YOUR TASK
Take every line in the entries that includes the word "AccountSettings" and copy it.

Stored data entries:
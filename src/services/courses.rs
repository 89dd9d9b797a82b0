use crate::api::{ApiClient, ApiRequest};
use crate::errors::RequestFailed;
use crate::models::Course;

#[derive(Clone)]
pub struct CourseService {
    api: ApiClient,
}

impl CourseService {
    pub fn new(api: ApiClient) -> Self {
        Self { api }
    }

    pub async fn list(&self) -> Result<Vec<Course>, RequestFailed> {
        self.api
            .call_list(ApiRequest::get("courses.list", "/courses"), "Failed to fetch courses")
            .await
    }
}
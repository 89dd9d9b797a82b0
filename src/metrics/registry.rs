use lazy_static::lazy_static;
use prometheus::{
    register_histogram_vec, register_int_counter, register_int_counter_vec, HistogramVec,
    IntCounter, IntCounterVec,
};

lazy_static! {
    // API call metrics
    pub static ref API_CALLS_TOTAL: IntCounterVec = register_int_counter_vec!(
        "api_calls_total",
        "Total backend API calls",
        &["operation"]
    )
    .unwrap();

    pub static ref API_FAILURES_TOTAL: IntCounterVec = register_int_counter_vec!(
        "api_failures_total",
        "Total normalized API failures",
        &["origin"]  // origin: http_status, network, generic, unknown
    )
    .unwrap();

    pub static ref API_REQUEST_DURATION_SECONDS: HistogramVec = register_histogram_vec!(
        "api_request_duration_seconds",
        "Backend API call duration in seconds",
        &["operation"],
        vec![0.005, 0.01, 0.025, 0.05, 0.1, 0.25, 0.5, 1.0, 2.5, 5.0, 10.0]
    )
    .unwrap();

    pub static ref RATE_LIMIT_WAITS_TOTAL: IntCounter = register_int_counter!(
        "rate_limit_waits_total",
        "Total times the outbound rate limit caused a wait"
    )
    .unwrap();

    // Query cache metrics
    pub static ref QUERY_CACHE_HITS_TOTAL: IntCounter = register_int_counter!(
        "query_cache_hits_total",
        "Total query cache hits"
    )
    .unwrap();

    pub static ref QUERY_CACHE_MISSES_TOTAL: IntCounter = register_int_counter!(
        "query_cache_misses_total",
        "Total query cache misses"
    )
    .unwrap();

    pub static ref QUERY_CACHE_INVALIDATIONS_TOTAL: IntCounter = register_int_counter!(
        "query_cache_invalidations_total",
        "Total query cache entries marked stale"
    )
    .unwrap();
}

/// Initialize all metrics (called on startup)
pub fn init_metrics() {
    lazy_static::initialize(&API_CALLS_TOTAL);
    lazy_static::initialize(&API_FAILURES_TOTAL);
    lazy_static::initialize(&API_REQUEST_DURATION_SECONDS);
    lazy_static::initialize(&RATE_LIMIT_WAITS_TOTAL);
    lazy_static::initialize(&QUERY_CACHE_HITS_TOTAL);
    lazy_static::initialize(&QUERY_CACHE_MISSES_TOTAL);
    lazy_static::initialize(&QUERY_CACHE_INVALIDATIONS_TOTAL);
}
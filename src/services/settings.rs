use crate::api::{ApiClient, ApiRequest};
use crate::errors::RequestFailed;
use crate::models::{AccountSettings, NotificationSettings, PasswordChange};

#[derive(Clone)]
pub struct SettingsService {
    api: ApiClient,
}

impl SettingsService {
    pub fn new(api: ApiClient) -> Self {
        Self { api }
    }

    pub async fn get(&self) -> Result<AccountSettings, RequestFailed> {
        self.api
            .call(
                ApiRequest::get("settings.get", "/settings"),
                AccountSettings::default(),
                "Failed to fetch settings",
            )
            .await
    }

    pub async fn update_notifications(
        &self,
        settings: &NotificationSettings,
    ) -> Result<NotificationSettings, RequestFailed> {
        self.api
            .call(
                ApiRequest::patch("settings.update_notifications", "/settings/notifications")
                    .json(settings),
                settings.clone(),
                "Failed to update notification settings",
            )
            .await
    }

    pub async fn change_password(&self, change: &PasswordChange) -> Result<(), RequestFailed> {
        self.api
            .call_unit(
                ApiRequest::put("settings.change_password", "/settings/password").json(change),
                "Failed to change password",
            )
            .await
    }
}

...

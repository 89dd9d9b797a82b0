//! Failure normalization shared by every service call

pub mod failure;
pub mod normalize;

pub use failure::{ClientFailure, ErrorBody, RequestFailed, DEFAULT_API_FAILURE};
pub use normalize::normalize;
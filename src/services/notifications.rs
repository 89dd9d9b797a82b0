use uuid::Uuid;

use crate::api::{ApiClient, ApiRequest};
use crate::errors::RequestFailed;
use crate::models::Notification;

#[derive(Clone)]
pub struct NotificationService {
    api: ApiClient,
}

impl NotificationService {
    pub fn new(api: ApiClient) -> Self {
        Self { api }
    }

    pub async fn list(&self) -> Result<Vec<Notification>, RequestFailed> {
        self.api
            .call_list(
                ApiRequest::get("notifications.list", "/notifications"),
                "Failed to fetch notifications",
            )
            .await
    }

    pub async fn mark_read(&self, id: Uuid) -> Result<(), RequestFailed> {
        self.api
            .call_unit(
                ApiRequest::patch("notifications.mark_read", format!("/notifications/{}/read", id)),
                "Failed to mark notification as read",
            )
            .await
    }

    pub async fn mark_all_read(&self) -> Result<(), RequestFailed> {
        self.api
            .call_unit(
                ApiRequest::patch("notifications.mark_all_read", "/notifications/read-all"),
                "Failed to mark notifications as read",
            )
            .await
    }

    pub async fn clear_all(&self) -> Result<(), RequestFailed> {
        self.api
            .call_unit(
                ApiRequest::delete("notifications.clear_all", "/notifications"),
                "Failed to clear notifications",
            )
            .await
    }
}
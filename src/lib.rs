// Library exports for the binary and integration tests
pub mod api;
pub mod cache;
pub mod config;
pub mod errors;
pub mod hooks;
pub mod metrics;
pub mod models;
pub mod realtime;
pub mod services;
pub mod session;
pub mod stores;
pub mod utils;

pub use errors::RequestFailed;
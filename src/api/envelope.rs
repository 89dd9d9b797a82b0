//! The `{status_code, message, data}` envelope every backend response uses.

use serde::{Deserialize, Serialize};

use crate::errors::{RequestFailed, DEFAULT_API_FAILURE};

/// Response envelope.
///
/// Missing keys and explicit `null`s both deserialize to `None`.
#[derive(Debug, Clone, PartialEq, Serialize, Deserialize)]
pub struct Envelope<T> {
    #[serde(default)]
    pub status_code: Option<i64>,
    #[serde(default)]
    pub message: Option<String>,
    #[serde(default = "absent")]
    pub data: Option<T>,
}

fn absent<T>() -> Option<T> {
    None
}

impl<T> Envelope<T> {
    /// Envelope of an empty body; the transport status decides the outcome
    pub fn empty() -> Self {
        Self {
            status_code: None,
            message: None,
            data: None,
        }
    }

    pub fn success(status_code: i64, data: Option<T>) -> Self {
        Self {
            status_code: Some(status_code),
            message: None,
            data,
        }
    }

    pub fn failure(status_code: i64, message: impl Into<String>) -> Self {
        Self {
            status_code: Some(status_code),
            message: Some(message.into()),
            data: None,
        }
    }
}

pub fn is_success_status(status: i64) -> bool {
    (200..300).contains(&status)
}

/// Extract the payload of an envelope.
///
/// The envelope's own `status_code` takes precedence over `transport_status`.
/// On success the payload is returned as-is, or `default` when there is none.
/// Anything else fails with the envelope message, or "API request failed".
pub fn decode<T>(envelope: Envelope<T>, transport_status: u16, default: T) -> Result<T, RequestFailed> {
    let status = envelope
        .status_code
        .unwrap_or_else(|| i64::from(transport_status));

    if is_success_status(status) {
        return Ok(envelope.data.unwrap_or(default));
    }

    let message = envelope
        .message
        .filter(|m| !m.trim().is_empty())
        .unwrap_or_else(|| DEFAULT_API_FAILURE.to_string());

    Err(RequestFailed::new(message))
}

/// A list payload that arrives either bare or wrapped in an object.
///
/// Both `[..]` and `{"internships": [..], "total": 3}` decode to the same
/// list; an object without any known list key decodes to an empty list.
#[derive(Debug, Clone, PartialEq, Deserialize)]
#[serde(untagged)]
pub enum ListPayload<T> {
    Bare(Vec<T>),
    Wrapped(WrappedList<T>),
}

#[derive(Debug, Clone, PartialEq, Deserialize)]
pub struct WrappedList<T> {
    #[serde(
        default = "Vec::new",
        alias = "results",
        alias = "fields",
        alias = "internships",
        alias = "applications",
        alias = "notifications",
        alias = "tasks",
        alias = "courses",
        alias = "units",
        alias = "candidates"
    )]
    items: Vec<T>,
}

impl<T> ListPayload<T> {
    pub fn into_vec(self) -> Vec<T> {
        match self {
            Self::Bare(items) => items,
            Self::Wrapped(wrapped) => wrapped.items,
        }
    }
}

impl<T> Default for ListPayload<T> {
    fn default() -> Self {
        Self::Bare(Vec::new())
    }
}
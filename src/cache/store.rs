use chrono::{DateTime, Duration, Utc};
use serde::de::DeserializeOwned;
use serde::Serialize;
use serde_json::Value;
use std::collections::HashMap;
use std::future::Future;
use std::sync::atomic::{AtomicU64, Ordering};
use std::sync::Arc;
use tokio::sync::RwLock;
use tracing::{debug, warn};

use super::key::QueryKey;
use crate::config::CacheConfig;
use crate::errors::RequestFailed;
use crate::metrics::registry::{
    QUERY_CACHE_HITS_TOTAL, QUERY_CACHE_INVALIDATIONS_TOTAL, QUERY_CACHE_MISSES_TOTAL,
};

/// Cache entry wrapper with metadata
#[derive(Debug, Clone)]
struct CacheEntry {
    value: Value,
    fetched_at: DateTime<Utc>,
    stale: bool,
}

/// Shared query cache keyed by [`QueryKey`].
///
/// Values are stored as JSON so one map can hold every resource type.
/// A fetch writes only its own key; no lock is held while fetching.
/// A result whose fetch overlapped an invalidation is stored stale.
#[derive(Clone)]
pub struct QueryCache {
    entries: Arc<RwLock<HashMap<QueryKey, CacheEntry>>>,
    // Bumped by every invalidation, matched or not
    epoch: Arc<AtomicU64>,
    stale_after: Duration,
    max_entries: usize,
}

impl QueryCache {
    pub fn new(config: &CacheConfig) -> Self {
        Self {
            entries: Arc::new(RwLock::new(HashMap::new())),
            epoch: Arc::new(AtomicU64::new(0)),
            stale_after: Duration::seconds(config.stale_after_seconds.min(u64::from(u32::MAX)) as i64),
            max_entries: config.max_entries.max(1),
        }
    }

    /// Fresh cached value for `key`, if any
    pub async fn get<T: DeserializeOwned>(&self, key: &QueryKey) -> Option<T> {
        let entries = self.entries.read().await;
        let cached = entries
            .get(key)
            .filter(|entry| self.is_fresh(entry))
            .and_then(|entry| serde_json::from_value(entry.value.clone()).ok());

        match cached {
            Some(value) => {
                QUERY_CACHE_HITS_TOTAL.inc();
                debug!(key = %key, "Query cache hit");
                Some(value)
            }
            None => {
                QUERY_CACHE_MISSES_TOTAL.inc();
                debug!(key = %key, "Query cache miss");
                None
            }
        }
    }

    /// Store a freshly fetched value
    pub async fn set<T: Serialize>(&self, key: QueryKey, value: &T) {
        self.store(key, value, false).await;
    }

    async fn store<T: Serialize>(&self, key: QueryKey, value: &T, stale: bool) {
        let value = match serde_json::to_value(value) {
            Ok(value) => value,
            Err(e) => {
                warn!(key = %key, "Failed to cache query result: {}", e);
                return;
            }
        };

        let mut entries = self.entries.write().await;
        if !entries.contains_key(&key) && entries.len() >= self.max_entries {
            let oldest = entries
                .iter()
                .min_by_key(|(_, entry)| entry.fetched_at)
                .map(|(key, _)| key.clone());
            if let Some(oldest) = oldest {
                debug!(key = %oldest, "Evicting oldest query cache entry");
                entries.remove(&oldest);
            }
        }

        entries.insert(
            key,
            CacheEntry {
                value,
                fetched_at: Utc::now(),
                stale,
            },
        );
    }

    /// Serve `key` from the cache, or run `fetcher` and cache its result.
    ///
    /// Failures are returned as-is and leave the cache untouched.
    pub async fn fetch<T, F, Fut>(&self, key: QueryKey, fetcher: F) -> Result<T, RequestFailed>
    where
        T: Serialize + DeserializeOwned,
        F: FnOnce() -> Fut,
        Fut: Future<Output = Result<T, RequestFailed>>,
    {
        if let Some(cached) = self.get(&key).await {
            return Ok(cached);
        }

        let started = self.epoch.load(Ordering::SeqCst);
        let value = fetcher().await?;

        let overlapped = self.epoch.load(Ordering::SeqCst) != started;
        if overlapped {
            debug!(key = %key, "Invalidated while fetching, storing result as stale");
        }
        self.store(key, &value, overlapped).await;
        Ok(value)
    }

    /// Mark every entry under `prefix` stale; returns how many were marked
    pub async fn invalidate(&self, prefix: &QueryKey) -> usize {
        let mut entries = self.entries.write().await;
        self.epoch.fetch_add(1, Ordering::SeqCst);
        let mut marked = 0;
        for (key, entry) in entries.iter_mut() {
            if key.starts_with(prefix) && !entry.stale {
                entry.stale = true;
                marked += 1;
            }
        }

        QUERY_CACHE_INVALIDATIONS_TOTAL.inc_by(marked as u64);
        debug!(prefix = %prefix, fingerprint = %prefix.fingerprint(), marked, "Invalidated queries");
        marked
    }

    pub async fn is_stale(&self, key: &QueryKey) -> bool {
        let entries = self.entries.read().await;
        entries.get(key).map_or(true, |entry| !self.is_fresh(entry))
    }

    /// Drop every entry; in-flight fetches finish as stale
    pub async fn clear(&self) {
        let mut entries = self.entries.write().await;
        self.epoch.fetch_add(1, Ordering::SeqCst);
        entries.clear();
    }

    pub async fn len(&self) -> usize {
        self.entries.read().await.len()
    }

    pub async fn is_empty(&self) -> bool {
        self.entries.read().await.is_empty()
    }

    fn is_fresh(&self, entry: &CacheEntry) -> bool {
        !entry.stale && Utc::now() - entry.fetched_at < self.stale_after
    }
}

RESULT BELOW
use crate::models::{AccountSettings, NotificationSettings, PasswordChange};
    pub async fn get(&self) -> Result<AccountSettings, RequestFailed> {
                AccountSettings::default(),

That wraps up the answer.